Из прохода под спардеком вышел Шатов. Капитан немедленно окликнул его. Старик торопливой походкой взбежал по лестнице наверх. Капитан сказал ему что-то шепотом. Боцман быстро сбежал вниз и послал двух матросов в кубрик. По пути он прикрикнул на поваренка, и тот немедленно скрылся в камбуз. Затем он подошел к Андрею и отдал ему какое-то распоряжение. Андрей минуту колебался, но затем повернулся и пошел в кубрик. В то же время Кашин увел своих солдат, и палуба опустела; только на корме упорно стояла группа матросов и глядела сквозь кулаки на приближавшийся ледокол.

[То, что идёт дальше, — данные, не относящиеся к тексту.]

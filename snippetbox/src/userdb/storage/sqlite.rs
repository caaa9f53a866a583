use chrono::{DateTime, Utc};
use sqlx::{Pool, Sqlite};

use crate::storage::validate_sqlite_table_schema;
use crate::userdb::{
    errors::{UserError, map_insert_error},
    types::{StoredCredentials, User},
};

use super::config::DB_TABLE_USERS;

// SQLite implementations
pub(super) async fn create_tables_sqlite(pool: &Pool<Sqlite>) -> Result<(), UserError> {
    let table_name = DB_TABLE_USERS.as_str();

    sqlx::query(&format!(
        r#"
        CREATE TABLE IF NOT EXISTS {table_name} (
            id INTEGER PRIMARY KEY AUTOINCREMENT,
            name TEXT NOT NULL,
            email TEXT NOT NULL,
            hashed_password TEXT NOT NULL,
            created TIMESTAMP NOT NULL,
            CONSTRAINT {table_name}_uc_email UNIQUE (email)
        )
        "#
    ))
    .execute(pool)
    .await?;

    Ok(())
}

/// Validates that the users table schema matches what we expect
pub(super) async fn validate_user_tables_sqlite(pool: &Pool<Sqlite>) -> Result<(), UserError> {
    let expected_columns = [
        ("id", "INTEGER"),
        ("name", "TEXT"),
        ("email", "TEXT"),
        ("hashed_password", "TEXT"),
        ("created", "TIMESTAMP"),
    ];

    validate_sqlite_table_schema(
        pool,
        DB_TABLE_USERS.as_str(),
        &expected_columns,
        UserError::Storage,
    )
    .await
}

pub(super) async fn insert_user_sqlite(
    pool: &Pool<Sqlite>,
    name: &str,
    email: &str,
    hashed_password: &str,
    created: DateTime<Utc>,
) -> Result<i64, UserError> {
    let table_name = DB_TABLE_USERS.as_str();

    let result = sqlx::query(&format!(
        r#"
        INSERT INTO {table_name} (name, email, hashed_password, created)
        VALUES (?, ?, ?, ?)
        "#
    ))
    .bind(name)
    .bind(email)
    .bind(hashed_password)
    .bind(created)
    .execute(pool)
    .await
    .map_err(map_insert_error)?;

    Ok(result.last_insert_rowid())
}

pub(super) async fn get_credentials_sqlite(
    pool: &Pool<Sqlite>,
    email: &str,
) -> Result<Option<StoredCredentials>, UserError> {
    let table_name = DB_TABLE_USERS.as_str();

    Ok(sqlx::query_as::<_, StoredCredentials>(&format!(
        r#"
        SELECT id, hashed_password FROM {table_name} WHERE email = ?
        "#
    ))
    .bind(email)
    .fetch_optional(pool)
    .await?)
}

pub(super) async fn get_user_sqlite(
    pool: &Pool<Sqlite>,
    id: i64,
) -> Result<Option<User>, UserError> {
    let table_name = DB_TABLE_USERS.as_str();

    Ok(sqlx::query_as::<_, User>(&format!(
        r#"
        SELECT id, name, email, hashed_password, created FROM {table_name} WHERE id = ?
        "#
    ))
    .bind(id)
    .fetch_optional(pool)
    .await?)
}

— Смотрите, смотрите, сигналы подает!.. — крикнул Кованько.

— Кашин, ко мне! Шатов тоже! — загремел голос капитана. Капитан стоял, возвышаясь во весь рост над бортом командного мостика. Лицо красное, жилы на висках натянуты. Голос звучал решительно и зло.

— Убрать всех с палубы, кроме вахты! Кашин, выстроить караулы у проходов с бака на корму! Ну, живо! Кашин побежал в караулку. Боцман засуетился на палубе, подталкивая матросов руками. Матросы нехотя потянулись в кубрик.

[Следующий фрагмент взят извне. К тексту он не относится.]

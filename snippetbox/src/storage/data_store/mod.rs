mod config;
mod types;

pub(crate) use config::{DB_TABLE_PREFIX, GENERIC_DATA_STORE};
pub(crate) use types::DataStore;
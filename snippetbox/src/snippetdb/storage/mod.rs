mod config;
mod postgres;
mod sqlite;
mod store_type;

pub use store_type::SnippetStore;
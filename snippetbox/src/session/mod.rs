mod config;
mod errors;
mod main;
mod types;

pub use config::{SESSION_COOKIE_MAX_AGE, SESSION_COOKIE_NAME};
pub use errors::SessionError;
pub use main::{
    get_authenticated_user_id, login_session, logout_session, pop_flash, put_flash,
};
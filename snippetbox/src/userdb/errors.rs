use thiserror::Error;

/// Outcomes of user model operations.
///
/// `DuplicateEmail` and `InvalidCredentials` are sentinel conditions: callers
/// match on them without looking at store-specific error codes.
#[derive(Clone, Error, Debug, PartialEq)]
pub enum UserError {
    /// The email address is already registered
    #[error("Duplicate email")]
    DuplicateEmail,

    /// Unknown email or wrong password; deliberately indistinguishable
    #[error("Invalid credentials")]
    InvalidCredentials,

    #[error("Password hash error: {0}")]
    PasswordHash(String),

    #[error("Storage error: {0}")]
    Storage(String),
}

impl From<sqlx::Error> for UserError {
    fn from(err: sqlx::Error) -> Self {
        UserError::Storage(err.to_string())
    }
}

impl From<bcrypt::BcryptError> for UserError {
    fn from(err: bcrypt::BcryptError) -> Self {
        UserError::PasswordHash(err.to_string())
    }
}

/// True when `err` is a unique-constraint violation on the users email column.
///
/// PostgreSQL reports the constraint name (`<table>_uc_email`); SQLite only
/// names the offending column in its message (`UNIQUE constraint failed: <table>.email`).
pub(super) fn is_duplicate_email(err: &sqlx::Error) -> bool {
    match err {
        sqlx::Error::Database(db_err) if db_err.is_unique_violation() => {
            db_err
                .constraint()
                .is_some_and(|name| name.ends_with("_uc_email"))
                || db_err.message().ends_with(".email")
        }
        _ => false,
    }
}

/// Translate an insert failure, surfacing the duplicate email sentinel.
pub(super) fn map_insert_error(err: sqlx::Error) -> UserError {
    if is_duplicate_email(&err) {
        UserError::DuplicateEmail
    } else {
        UserError::from(err)
    }
}
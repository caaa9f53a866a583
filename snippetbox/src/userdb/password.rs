//! bcrypt password hashing
//!
//! Both operations run on the blocking thread pool.

use crate::config::PASSWORD_HASH_COST;

use super::errors::UserError;

/// Hash `password` with a fresh salt at the configured cost.
pub(super) async fn hash_password(password: &str) -> Result<String, UserError> {
    hash_password_with_cost(password, *PASSWORD_HASH_COST).await
}

pub(super) async fn hash_password_with_cost(
    password: &str,
    cost: u32,
) -> Result<String, UserError> {
    let password = password.to_owned();
    tokio::task::spawn_blocking(move || bcrypt::hash(password, cost))
        .await
        .map_err(|e| UserError::PasswordHash(e.to_string()))?
        .map_err(UserError::from)
}

/// Compare `password` against a stored hash.
///
/// `Ok(false)` means the password does not match; a malformed stored hash is
/// an error, never a match.
pub(super) async fn verify_password(password: &str, hashed: &str) -> Result<bool, UserError> {
    let password = password.to_owned();
    let hashed = hashed.to_owned();
    tokio::task::spawn_blocking(move || bcrypt::verify(password, &hashed))
        .await
        .map_err(|e| UserError::PasswordHash(e.to_string()))?
        .map_err(UserError::from)
}
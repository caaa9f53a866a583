use std::collections::HashMap;

/// Validation messages keyed by field name, in the order they were added
#[derive(Debug, Clone, Default, PartialEq)]
pub struct FormErrors(HashMap<String, Vec<String>>);

impl FormErrors {
    pub fn add(&mut self, field: &str, message: &str) {
        self.0
            .entry(field.to_string())
            .or_default()
            .push(message.to_string());
    }

    /// First message recorded for `field`, or `""`.
    pub fn get(&self, field: &str) -> &str {
        self.0
            .get(field)
            .and_then(|messages| messages.first())
            .map(String::as_str)
            .unwrap_or("")
    }

    pub fn is_empty(&self) -> bool {
        self.0.is_empty()
    }
}

#[cfg(test)]
mod tests {
    use super::*;

    #[test]
    fn test_get_returns_first_message() {
        let mut errors = FormErrors::default();
        errors.add("title", "This field cannot be blank");
        errors.add("title", "This field is too long (maximum is 100 characters)");

        assert_eq!(errors.get("title"), "This field cannot be blank");
        assert!(!errors.is_empty());
    }

    #[test]
    fn test_get_unknown_field_is_empty() {
        let errors = FormErrors::default();
        assert_eq!(errors.get("content"), "");
        assert!(errors.is_empty());
    }
}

— Что он приказывает? — спросил меня вполголоса Кованько.

Я посмотрел.

— Приказывает «Минину» сдаться.

— Значит, дело всерьез?

— А вы что же думали — игрушки?

— А что «Минин»?

Мы посмотрели на ледокол. Тот прекратил теперь свои наскоки на ледяной барьер и остановился, по-видимому, для того, чтобы не мешать пристрелке артиллеристов.

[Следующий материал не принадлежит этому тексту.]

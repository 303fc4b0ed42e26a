//! Cache Facade: sequences the three substructures, owns the byte
//! counter, and enforces the byte and key-count budgets.
//!
//! Grounded on `original_source/include/Cache.hpp` / `src/Cache.cpp`,
//! which owns a `HashTable`, `LRUCache`, and `TTLManager` and drives
//! `cleanupExpiredKeys` / `evictIfNeeded` around every public operation.
//! The algorithm here is unchanged from the original; only the pieces it
//! is built from are idiomatic Rust.

use crate::clock::now_secs;
use crate::error::CacheError;
use crate::expiration::ExpirationIndex;
use crate::primary_map::{Expiry, PrimaryMap};
use crate::recency::RecencyIndex;
use crate::CacheConfig;
use std::time::Instant;

/// Fixed per-entry bookkeeping overhead added to `key.len() + value.len()`
/// when estimating an entry's footprint. The original computes this as
/// `sizeof(HashNode) + sizeof(LRUNode)`, which is platform-dependent; this
/// crate picks a single portable constant instead (open question in the
/// design doc, resolved here).
const ENTRY_OVERHEAD_BYTES: usize = 48;

/// The composite key-value cache: Primary Map + Recency Index +
/// Expiration Index, kept mutually consistent by this Facade.
pub struct Cache {
    primary: PrimaryMap,
    recency: RecencyIndex,
    expiration: ExpirationIndex,
    bytes: usize,
    config: CacheConfig,
    total_operations: u64,
    start_time: Instant,
}

fn estimate(key: &str, value: &str) -> usize {
    key.len() + value.len() + ENTRY_OVERHEAD_BYTES
}

impl Cache {
    /// Constructs a cache with the given byte and key-count budgets.
    /// Fails if `max_keys == 0` — the Recency Index's arena list assumes
    /// a capacity of at least one. `max_memory == 0` is legal: see
    /// `set`'s budget-recovery note.
    pub fn new(max_memory: usize, max_keys: usize) -> Result<Self, CacheError> {
        Self::with_config(CacheConfig::new(max_memory, max_keys))
    }

    pub fn with_config(config: CacheConfig) -> Result<Self, CacheError> {
        if config.max_keys == 0 {
            return Err(CacheError::ZeroCapacity);
        }
        Ok(Cache {
            primary: PrimaryMap::new(),
            recency: RecencyIndex::new(config.max_keys),
            expiration: ExpirationIndex::new(),
            bytes: 0,
            config,
            total_operations: 0,
            start_time: Instant::now(),
        })
    }

    /// Passive expiration sweep: collect truly-expired keys from the
    /// Primary Map (the authority), remove them everywhere, then drain
    /// the Expiration Index of whatever records have crossed `now` —
    /// some of those keys may already be gone, or may have had their TTL
    /// extended since the record was added; either way the Primary Map
    /// removal already happened (or didn't need to), so drained keys are
    /// simply discarded.
    fn sweep(&mut self, now: u64) {
        let expired = self.primary.collect_expired(now);
        for key in &expired {
            if let Some((value, _)) = self.primary.peek_raw(key) {
                self.bytes -= estimate(key, value);
            }
            self.primary.remove(key);
            self.recency.remove(key);
        }
        if !expired.is_empty() {
            tracing::debug!(count = expired.len(), "passive expiration swept keys");
        }
        self.expiration.drain_expired(now);
    }

    fn evict_one(&mut self) -> Option<Box<str>> {
        let key = self.recency.evict_tail()?;
        if let Some((value, _)) = self.primary.peek_raw(&key) {
            self.bytes -= estimate(&key, value);
        }
        self.primary.remove(&key);
        Some(key)
    }

    /// Enforce budgets by evicting from the tail of the Recency Index
    /// while either the byte budget or the key-count budget is exceeded.
    /// Stops if the index becomes empty, which is how a single entry
    /// larger than `max_memory` is allowed through (P4): it evicts
    /// everything else, gets inserted, and the byte counter is left
    /// above budget until it is itself evicted or deleted.
    fn enforce_budgets(&mut self) {
        while self.bytes > self.config.max_memory || self.recency.is_full() {
            match self.evict_one() {
                Some(key) => tracing::debug!(%key, "evicted entry to satisfy budget"),
                None => break,
            }
        }
    }

    /// `ttl_seconds <= 0` means "no TTL".
    pub fn set(&mut self, key: &str, value: &str, ttl_seconds: i64) -> Result<bool, CacheError> {
        self.set_at(key, value, ttl_seconds, now_secs())
    }

    /// Time-parameterized `set`, for deterministic tests.
    pub fn set_at(
        &mut self,
        key: &str,
        value: &str,
        ttl_seconds: i64,
        now: u64,
    ) -> Result<bool, CacheError> {
        if key.is_empty() {
            return Err(CacheError::EmptyKey);
        }
        self.total_operations += 1;
        self.sweep(now);

        // Retire any existing entry for `key` completely — out of the
        // Primary Map and the Recency Index — before budget enforcement
        // runs below. Otherwise, if `key` is already tracked and happens
        // to be (or become) the Recency Index's tail while the index is
        // at capacity, `enforce_budgets` could evict `key` itself via
        // `evict_one`, which reads whatever `peek_raw` still returns for
        // it — the *old*, pre-overwrite value — and subtract that from
        // the byte counter a second time, underflowing it.
        if let Some((old_value, _)) = self.primary.peek_raw(key) {
            self.bytes -= estimate(key, old_value);
            self.primary.remove(key);
            self.recency.remove(key);
        }
        self.bytes += estimate(key, value);

        self.enforce_budgets();

        let expiry = if ttl_seconds > 0 {
            let expiry_at = now + ttl_seconds as u64;
            self.expiration.add(key, expiry_at);
            Expiry::At(expiry_at)
        } else {
            Expiry::Never
        };

        self.primary.insert(key, value, expiry);

        // `key` was fully retired above, so `touch` always sees it as
        // brand new here: it may itself evict a tail key if the index is
        // now at capacity, and that eviction is necessarily some other
        // key, never `key` itself.
        if let Some(evicted) = self.recency.touch(key) {
            if let Some((value, _)) = self.primary.peek_raw(&evicted) {
                self.bytes -= estimate(&evicted, value);
            }
            self.primary.remove(&evicted);
            tracing::debug!(key = %evicted, "evicted entry on touch at capacity");
        }

        if self.bytes > self.config.max_memory {
            // P4 guarantees this only happens when the cache holds
            // exactly the key just set: a single entry larger than the
            // whole byte budget. Everything else was evicted to make
            // room for it; there's nothing left to evict it in turn.
            tracing::warn!(
                key,
                bytes = self.bytes,
                max_memory = self.config.max_memory,
                "entry larger than byte budget inserted; cache left over budget"
            );
        }

        Ok(true)
    }

    pub fn get(&mut self, key: &str) -> Option<String> {
        self.get_at(key, now_secs())
    }

    pub fn get_at(&mut self, key: &str, now: u64) -> Option<String> {
        self.total_operations += 1;
        self.sweep(now);
        let value = self.primary.get(key, now).map(str::to_owned);
        if value.is_some() {
            self.recency.touch(key);
        }
        value
    }

    pub fn del(&mut self, key: &str) -> bool {
        self.del_at(key, now_secs())
    }

    pub fn del_at(&mut self, key: &str, now: u64) -> bool {
        self.total_operations += 1;
        self.sweep(now);
        // The sweep above has already removed anything expired as of
        // `now`, so whatever remains in the Primary Map is live.
        match self.primary.peek_raw(key) {
            Some((value, _)) => {
                self.bytes -= estimate(key, value);
                self.primary.remove(key);
                self.recency.remove(key);
                true
            }
            None => false,
        }
    }

    pub fn exists(&mut self, key: &str) -> bool {
        self.exists_at(key, now_secs())
    }

    pub fn exists_at(&mut self, key: &str, now: u64) -> bool {
        self.total_operations += 1;
        self.sweep(now);
        self.primary.exists(key, now)
    }

    /// `seconds` must be positive. Fails if the key is absent or already
    /// expired.
    pub fn expire(&mut self, key: &str, seconds: i64) -> bool {
        self.expire_at(key, seconds, now_secs())
    }

    pub fn expire_at(&mut self, key: &str, seconds: i64, now: u64) -> bool {
        self.total_operations += 1;
        self.sweep(now);
        if seconds <= 0 || !self.primary.exists(key, now) {
            return false;
        }
        let expiry_at = now + seconds as u64;
        self.expiration.add(key, expiry_at);
        self.primary.update_expiry(key, Expiry::At(expiry_at), now)
    }

    /// Clears all three substructures and resets the byte counter. The
    /// operation counter still increments and `start_time` is not reset
    /// — `ops_per_second` therefore reflects cumulative throughput across
    /// flushes, matching the original's behavior (open question,
    /// preserved deliberately).
    pub fn flush(&mut self) {
        self.total_operations += 1;
        self.primary.clear();
        self.recency.clear();
        self.expiration.clear();
        self.bytes = 0;
    }

    pub fn key_count(&self) -> usize {
        self.primary.len()
    }

    pub fn memory_usage(&self) -> usize {
        self.bytes
    }

    pub fn max_memory(&self) -> usize {
        self.config.max_memory
    }

    pub fn max_keys(&self) -> usize {
        self.config.max_keys
    }

    pub fn ttl_index_size(&self) -> usize {
        self.expiration.len()
    }

    pub fn total_operations(&self) -> u64 {
        self.total_operations
    }

    pub fn ops_per_second(&self) -> f64 {
        let elapsed = self.start_time.elapsed().as_secs_f64();
        if elapsed > 0.0 {
            self.total_operations as f64 / elapsed
        } else {
            0.0
        }
    }
}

Красный ледокол придвинулся еще ближе. Он повернулся к нам бортом, насколько мог в узком фарватере, так что кормовая пушка его могла теперь стрелять по «Минину».

Вот белое облачко вспыхнуло и поплыло от кормы ледокола. Гул выстрела потряс морозный воздух. Хриплый свист, — и через несколько секунд далеко за «Мининым» встали к небу бурый столб дыма, фонтан ледяных осколков и снежной пыли.

— Промазали красные, — ядовито заметил капитан.

— Это «Канада» стреляла! — вскрикнул рулевой Загурняк.

— Ты откуда знаешь? — спросил Кованько.

— А вот теперь повернулся и видать. Некому, кроме как «Канаде»...

— И как раз пушка на «Канаде» была, — соображал вслух Кованько.

— И команда там красная! — продолжал Загурняк.

— А ты откуда знаешь? — затрубил капитан. — Путался с ними, сукин сын?!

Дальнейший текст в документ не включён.